Wait, what? He's completely missing out. :V


----------



## MarquisofGIF (Aug 1, 2018)

Yvvki said:


> I'm very smothering... I look for affection all the time n.n; Also I don't have a lot of life skills so I don't know how to do a lot of things properly so he does get a little annoyed with me...  Apparently it's normal to settle down after a while and not be so.... affectionant... I'm not like that...



Of course not! You seem to have a lot of love to share, and that's amazing! Look, There's various things you can do, don't tell me you don't have a lot of life skills i've seen your art it is wonderful! your Fursona looks adorable! How is that you don't feel with life skills?? Also how is that he would feel annoyed with you? Isn't he suposed to accept you for how you are no matter what?


----------



## Nihles (Aug 1, 2018)

Skychickens said:


> I’m married to my high school crush.


You are too cute. It explains your art style.
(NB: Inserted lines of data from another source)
//! Interactive interpreter for the `recipebox` binary. Lines are parsed into a
//! `Command` and executed against a `RecipeBox`; every failure is printed
//! inline and the loop keeps going.

pub mod table;

use rustyline::error::ReadlineError;
use rustyline::DefaultEditor;

use crate::app::RecipeBox;
use crate::catalog::{CookingTime, FavoriteChange, RecipeDraft, RecipeQuery};
use crate::error::AppResult;
use crate::identity::Session;

use table::{print_table, recipe_rows, RECIPE_COLUMNS};

pub const HELP: &str = "\
Commands:
  login <email> <password>                  sign in as a regular user
  register <name...> <email> <password>     create an account and sign in
  logout                                    sign out (local only)
  whoami                                    show the user session
  recipes [search] [--time quick|medium|long]   search recipes; commas mean all ingredients
  favorites                                 list your favorite recipes
  fav <recipe id>                           add or remove a favorite
  admin login <password>                    sign in to the admin panel
  admin setup <username> <password> <confirm>   one-time admin account creation
  admin logout | admin status
  admin recipes                             list recipes (admin)
  admin add <title> | <ingredients> | <instructions> | <minutes> | <servings>
  admin edit <id> <title> | <ingredients> | <instructions> | <minutes> | <servings>
  admin delete <id>
  help                                      show this help
  quit | exit                               leave the interpreter";

#[derive(Debug, Clone, PartialEq, Eq)]
pub enum Command {
    Login { email: String, password: String },
    Register { name: String, email: String, password: String },
    Logout,
    WhoAmI,
    Recipes(RecipeQuery),
    Favorites,
    ToggleFavorite(String),
    AdminLogin(String),
    AdminSetup { username: String, password: String, confirm: String },
    AdminLogout,
    AdminStatus,
    AdminRecipes,
    AdminAdd(RecipeDraft),
    AdminEdit { id: String, draft: RecipeDraft },
    AdminDelete(String),
    Help,
    Quit,
}

pub fn parse_command(line: &str) -> Result<Command, String> {
    let parts: Vec<&str> = line.split_whitespace().collect();
    let Some(head) = parts.first() else { return Err("empty command".into()) };
    match head.to_ascii_lowercase().as_str() {
        "login" => match parts.as_slice() {
            [_, email, password] => Ok(Command::Login { email: email.to_string(), password: password.to_string() }),
            _ => Err("usage: login <email> <password>".into()),
        },
        "register" => {
            if parts.len() < 4 { return Err("usage: register <name...> <email> <password>".into()); }
            let n = parts.len();
            Ok(Command::Register {
                name: parts[1..n - 2].join(" "),
                email: parts[n - 2].to_string(),
                password: parts[n - 1].to_string(),
            })
        }
        "logout" => Ok(Command::Logout),
        "whoami" | "status" => Ok(Command::WhoAmI),
        "recipes" => parse_recipes(&parts[1..]).map(Command::Recipes),
        "favorites" => Ok(Command::Favorites),
        "fav" => match parts.as_slice() {
            [_, id] => Ok(Command::ToggleFavorite(id.to_string())),
            _ => Err("usage: fav <recipe id>".into()),
        },
        "admin" => parse_admin(line, &parts[1..]),
        "help" => Ok(Command::Help),
        "quit" | "exit" => Ok(Command::Quit),
        other => Err(format!("unknown command '{}'; type 'help'", other)),
    }
}

fn parse_recipes(args: &[&str]) -> Result<RecipeQuery, String> {
    let mut q = RecipeQuery::new();
    let mut words: Vec<&str> = Vec::new();
    let mut i = 0;
    while i < args.len() {
        if args[i] == "--time" {
            let v = args.get(i + 1).ok_or("--time requires quick, medium or long")?;
            q = q.cooking_time(v.parse::<CookingTime>().map_err(|e| e.message().to_string())?);
            i += 2;
            continue;
        }
        words.push(args[i]);
        i += 1;
    }
    if !words.is_empty() {
        q = q.search(words.join(" "));
    }
    Ok(q)
}

fn parse_admin(line: &str, args: &[&str]) -> Result<Command, String> {
    let Some(sub) = args.first() else { return Err("usage: admin <login|setup|logout|status|recipes|add|edit|delete>".into()) };
    match (sub.to_ascii_lowercase().as_str(), args.len()) {
        ("login", 2) => Ok(Command::AdminLogin(args[1].to_string())),
        ("login", _) => Err("usage: admin login <password>".into()),
        ("setup", 4) => Ok(Command::AdminSetup {
            username: args[1].to_string(),
            password: args[2].to_string(),
            confirm: args[3].to_string(),
        }),
        ("setup", _) => Err("usage: admin setup <username> <password> <confirm>".into()),
        ("logout", _) => Ok(Command::AdminLogout),
        ("status", _) => Ok(Command::AdminStatus),
        ("recipes", _) => Ok(Command::AdminRecipes),
        ("add", _) => {
            let rest = after_words(line, 2);
            parse_draft(rest).map(Command::AdminAdd)
        }
        ("edit", n) if n >= 3 => {
            let id = args[1].to_string();
            let rest = after_words(line, 3);
            parse_draft(rest).map(|draft| Command::AdminEdit { id, draft })
        }
        ("edit", _) => Err("usage: admin edit <id> <title> | <ingredients> | <instructions> | <minutes> | <servings>".into()),
        ("delete", 2) => Ok(Command::AdminDelete(args[1].to_string())),
        ("delete", _) => Err("usage: admin delete <id>".into()),
        (other, _) => Err(format!("unknown admin command '{}'", other)),
    }
}

// Remainder of `line` after skipping `n` whitespace-separated words.
fn after_words(line: &str, n: usize) -> &str {
    let mut rest = line.trim_start();
    for _ in 0..n {
        rest = match rest.find(char::is_whitespace) {
            Some(pos) => rest[pos..].trim_start(),
            None => "",
        };
    }
    rest
}

fn parse_draft(text: &str) -> Result<RecipeDraft, String> {
    let fields: Vec<&str> = text.split('|').map(str::trim).collect();
    let [title, ingredients, instructions, minutes, servings] = fields.as_slice() else {
        return Err("expected: <title> | <ingredients> | <instructions> | <minutes> | <servings>".into());
    };
    Ok(RecipeDraft {
        title: title.to_string(),
        ingredients: ingredients.to_string(),
        instructions: instructions.to_string(),
        cooking_time: minutes.parse().map_err(|_| format!("invalid minutes '{}'", minutes))?,
        servings: servings.parse().map_err(|_| format!("invalid servings '{}'", servings))?,
    })
}

/// Execute one command. Returns `Ok(false)` when the interpreter should stop.
pub async fn execute(app: &RecipeBox, cmd: Command) -> AppResult<bool> {
    let users = app.users();
    let admin = app.admin();
    match cmd {
        Command::Login { email, password } => {
            let who = users.login(&email, &password).await?;
            println!("welcome back, {}", who.name);
        }
        Command::Register { name, email, password } => {
            let who = users.register(&name, &email, &password).await?;
            println!("account created; signed in as {}", who.name);
        }
        Command::Logout => {
            users.logout();
            println!("signed out");
        }
        Command::WhoAmI => match users.session() {
            Session::Authenticated(id) => println!("{} <{}> (id {})", id.name, id.email, id.id),
            other => println!("{}", other.status()),
        },
        Command::Recipes(q) => {
            let recipes = app.search_recipes(&q).await?;
            print_table(&RECIPE_COLUMNS, &recipe_rows(&recipes));
        }
        Command::Favorites => {
            let recipes = users.favorites().list().await?;
            print_table(&RECIPE_COLUMNS, &recipe_rows(&recipes));
        }
        Command::ToggleFavorite(id) => {
            let favs = users.favorites();
            let mut current: Vec<String> = favs.list().await?.into_iter().map(|r| r.id).collect();
            match favs.toggle(&id, &mut current).await? {
                FavoriteChange::Added => println!("Recipe added to favorites!"),
                FavoriteChange::Removed => println!("Recipe removed from favorites!"),
            }
        }
        Command::AdminLogin(password) => {
            admin.login(&password).await?;
            println!("admin signed in");
        }
        Command::AdminSetup { username, password, confirm } => {
            admin.setup(&username, &password, &confirm).await?;
            println!("Admin account created successfully!");
        }
        Command::AdminLogout => {
            admin.logout();
            println!("admin signed out");
        }
        Command::AdminStatus => println!("admin: {}", admin.session()),
        Command::AdminRecipes => {
            let recipes = admin.list_recipes().await?;
            print_table(&RECIPE_COLUMNS, &recipe_rows(&recipes));
        }
        Command::AdminAdd(draft) => {
            admin.create_recipe(&draft).await?;
            println!("Recipe added successfully!");
        }
        Command::AdminEdit { id, draft } => {
            admin.update_recipe(&id, &draft).await?;
            println!("Recipe updated successfully!");
        }
        Command::AdminDelete(id) => {
            admin.delete_recipe(&id).await?;
            println!("Recipe deleted successfully!");
        }
        Command::Help => println!("{}", HELP),
        Command::Quit => return Ok(false),
    }
    Ok(true)
}

/// Read-eval loop. Admin state is checked once when the loop starts, the way
/// an admin view checks it on mount.
pub fn run_repl(rt: &tokio::runtime::Runtime, app: &RecipeBox) -> anyhow::Result<()> {
    let mut rl = DefaultEditor::new()?;
    println!("recipebox interpreter. Type 'help' for commands.");
    if app.admin().initialize().is_authenticated() {
        println!("(admin session restored)");
    }
    loop {
        let line = match rl.readline("recipebox> ") {
            Ok(l) => l,
            Err(ReadlineError::Interrupted) | Err(ReadlineError::Eof) => break,
            Err(e) => return Err(e.into()),
        };
        let line = line.trim();
        if line.is_empty() { continue; }
        let _ = rl.add_history_entry(line);
        let cmd = match parse_command(line) {
            Ok(c) => c,
            Err(msg) => { eprintln!("{}", msg); continue; }
        };
        match rt.block_on(execute(app, cmd)) {
            Ok(true) => {}
            Ok(false) => break,
            Err(e) => eprintln!("error: {}", e.message()),
        }
    }
    Ok(())
}
//! Client configuration resolved from the environment, with CLI overrides applied on top.

use std::path::{Path, PathBuf};
use std::time::Duration;

use reqwest::Url;

use crate::error::{AppError, AppResult};

pub const DEFAULT_API_URL: &str = "http://127.0.0.1:5000";
const DEFAULT_TIMEOUT_SECS: u64 = 30;
const TOKEN_FILE: &str = "tokens.json";

#[derive(Debug, Clone)]
pub struct ClientConfig {
    /// Origin of the REST backend; endpoint paths (`/api/...`) are joined onto it.
    pub api_base: Url,
    /// Directory holding persisted state (the token file).
    pub state_dir: PathBuf,
    pub request_timeout: Duration,
}

impl ClientConfig {
    pub fn new(api_base: &str, state_dir: impl Into<PathBuf>) -> AppResult<Self> {
        Ok(Self {
            api_base: parse_base(api_base)?,
            state_dir: state_dir.into(),
            request_timeout: Duration::from_secs(DEFAULT_TIMEOUT_SECS),
        })
    }

    /// Read `RECIPEBOX_API_URL`, `RECIPEBOX_STATE_DIR` and `RECIPEBOX_TIMEOUT_SECS`.
    pub fn from_env() -> AppResult<Self> {
        let api = std::env::var("RECIPEBOX_API_URL").unwrap_or_else(|_| DEFAULT_API_URL.to_string());
        let state_dir = std::env::var("RECIPEBOX_STATE_DIR")
            .map(PathBuf::from)
            .unwrap_or_else(|_| default_state_dir());
        let timeout_secs = std::env::var("RECIPEBOX_TIMEOUT_SECS")
            .ok()
            .and_then(|s| s.parse::<u64>().ok())
            .filter(|s| *s > 0)
            .unwrap_or(DEFAULT_TIMEOUT_SECS);
        let mut cfg = Self::new(&api, state_dir)?;
        cfg.request_timeout = Duration::from_secs(timeout_secs);
        Ok(cfg)
    }

    pub fn with_api_base(mut self, api_base: &str) -> AppResult<Self> {
        self.api_base = parse_base(api_base)?;
        Ok(self)
    }

    pub fn with_state_dir(mut self, dir: impl AsRef<Path>) -> Self {
        self.state_dir = dir.as_ref().to_path_buf();
        self
    }

    #[inline]
    pub fn token_file(&self) -> PathBuf { self.state_dir.join(TOKEN_FILE) }
}

fn default_state_dir() -> PathBuf {
    let home = std::env::var("HOME").or_else(|_| std::env::var("USERPROFILE")).ok();
    match home {
        Some(h) => PathBuf::from(h).join(".recipebox"),
        None => PathBuf::from(".recipebox"),
    }
}

fn parse_base(s: &str) -> AppResult<Url> {
    let url = Url::parse(s).map_err(|e| AppError::validation("invalid_api_url".to_string(), format!("invalid API URL '{}': {}", s, e)))?;
    match url.scheme() {
        "http" | "https" => Ok(url),
        other => Err(AppError::validation("invalid_api_url".to_string(), format!("unsupported URL scheme '{}'", other))),
    }
}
As for me, married for goongnon 5 years. She and I have changed so much that we feel like we are continually dating and evaluating our relationship, but it makes us stronger over the years. The only time furry is a problem is when I want to spwnd all my money on commissions and cons...but she wants to save for a rainy day or pay down the mortgage...


----------



## little.fox (Aug 1, 2018)

I'm living with two partners right now!


----------



## TabbyTomCat (Aug 1, 2018)

So that song should have been "All the single male furries"?  Well, that particular song would be awful and annoying with any lyrics.

It seems like most male furries are single, while better half of females are in relation, mostly with non-fur or lesbian. Even with so many desperate single males there are still female furries no one want to date.


----------



## Yvvki (Aug 1, 2018)

MarquisofGIF said:


> Of course not! You seem to have a lot of love to share, and that's amazing! Look, There's various things you can do, don't tell me you don't have a lot of life skills i've seen your art it is wonderful! your Fursona looks adorable! How is that you don't feel with life skills?? Also how is that he would feel annoyed with you? Isn't he suposed to accept you for how you are no matter what?
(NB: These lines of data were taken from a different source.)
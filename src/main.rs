//!
//! recipebox CLI binary
//! --------------------
//! Terminal client for the recipebox REST API. Restores the persisted user
//! session on startup, then either runs one command (`-c`) or starts the
//! interactive interpreter.

use std::env;

use anyhow::{Context, Result};
use tracing::info;
use tracing_subscriber::{fmt, EnvFilter};

use recipebox::cli::{self, parse_command};
use recipebox::{ClientConfig, RecipeBox};

fn print_usage(program: &str) {
    eprintln!(
        "Usage:\n  {program} [--api <url>] [--state-dir <path>]            # interactive interpreter\n  {program} [--api <url>] [--state-dir <path>] -c \"<command>\"   # run one command and exit\n\nFlags:\n  --api <url>          Backend origin (env RECIPEBOX_API_URL, default http://127.0.0.1:5000)\n  --state-dir <path>   Where tokens are persisted (env RECIPEBOX_STATE_DIR, default ~/.recipebox)\n  -c, --command <cmd>  Run a single interpreter command\n  -h, --help           Show this help\n\n{}",
        cli::HELP
    );
}

fn main() -> Result<()> {
    // Logs go to stderr so command output stays clean.
    let filter = EnvFilter::try_from_default_env()
        .or_else(|_| EnvFilter::try_new("info"))
        .context("invalid log filter")?;
    fmt().with_env_filter(filter).with_writer(std::io::stderr).init();

    let mut args: Vec<String> = env::args().collect();
    let program = args.remove(0);

    let mut api: Option<String> = None;
    let mut state_dir: Option<String> = None;
    let mut command: Option<String> = None;

    let mut i = 0;
    while i < args.len() {
        match args[i].as_str() {
            "--api" => {
                if i + 1 >= args.len() { eprintln!("--api requires a URL"); print_usage(&program); std::process::exit(2); }
                api = Some(args[i + 1].clone());
                i += 2; continue;
            }
            "--state-dir" => {
                if i + 1 >= args.len() { eprintln!("--state-dir requires a path"); print_usage(&program); std::process::exit(2); }
                state_dir = Some(args[i + 1].clone());
                i += 2; continue;
            }
            "-c" | "--command" => {
                if i + 1 >= args.len() { eprintln!("--command requires a value"); print_usage(&program); std::process::exit(2); }
                command = Some(args[i + 1].clone());
                i += 2; continue;
            }
            "-h" | "--help" => {
                print_usage(&program);
                return Ok(());
            }
            unk => {
                eprintln!("Unrecognized argument: {}", unk);
                print_usage(&program);
                std::process::exit(2);
            }
        }
    }

    let mut config = ClientConfig::from_env()?;
    if let Some(url) = api.as_deref() {
        config = config.with_api_base(url)?;
    }
    if let Some(dir) = state_dir.as_deref() {
        config = config.with_state_dir(dir);
    }

    let rt = tokio::runtime::Builder::new_current_thread()
        .enable_all()
        .build()
        .context("Failed to build Tokio runtime")?;

    let app = RecipeBox::open(config)?;
    let session = rt.block_on(app.start());
    info!(target: "recipebox", "user session: {}", session.status());

    match command {
        Some(text) => {
            let cmd = match parse_command(&text) {
                Ok(c) => c,
                Err(msg) => { eprintln!("{}", msg); std::process::exit(2); }
            };
            app.admin().initialize();
            let outcome = rt.block_on(cli::execute(&app, cmd));
            app.close();
            if let Err(e) = outcome {
                eprintln!("error: {}", e.message());
                std::process::exit(1);
            }
            Ok(())
        }
        None => {
            let res = cli::run_repl(&rt, &app);
            app.close();
            res
        }
    }
}
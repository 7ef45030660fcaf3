//! HTTP plumbing for the recipebox REST backend: one `ApiClient` per identity
//! domain, the error type for raw transport results, and the wire shapes of
//! the authentication endpoints.

mod client;
mod dto;
pub mod auth;

pub use client::{ApiClient, ApiError};
pub use dto::{AuthResponse, TokenResponse, string_or_number};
He does accept me... we're just going through a rough patch in life right now where he can't focus on the relationship... x.x


----------



## MarquisofGIF (Aug 1, 2018)

Yvvki said:


> He does accept me... we're just going through a rough patch in life right now where he can't focus on the relationship... x.x



Yeah i feel you, all couples have it's bad or monotone moments, in these moments they couple either surpass it or get stuck, i passed for that before and is so frustrating sometimes


----------



## KimberVaile (Aug 1, 2018)

I had about 3, each of us  breaking off for various reasons. Though one of those guys was a total nut. It can be very intimidating to want go back into a relationships when the past three did not work out so well. It means dedicating a great deal of your life to somebody else and giving up alot of the independence you used to have for them. It's easy to forget about the sacrifices that come with dedicating your life to somebody. I think that parts the most intimidating, being sure that the one for you is the right one. The consequences for choosing wrongly are quite severe.


----------



## TabbyTomCat (Aug 1, 2018)

Yvvki said:


> I'm very smothering... I look for affection all the time n.n; Also I don't have a lot of life skills so I don't know how to do a lot of things properly so he does get a little annoyed with me...  Apparently it's normal to settle down after a while and not be so.... affectionant... I'm not like that...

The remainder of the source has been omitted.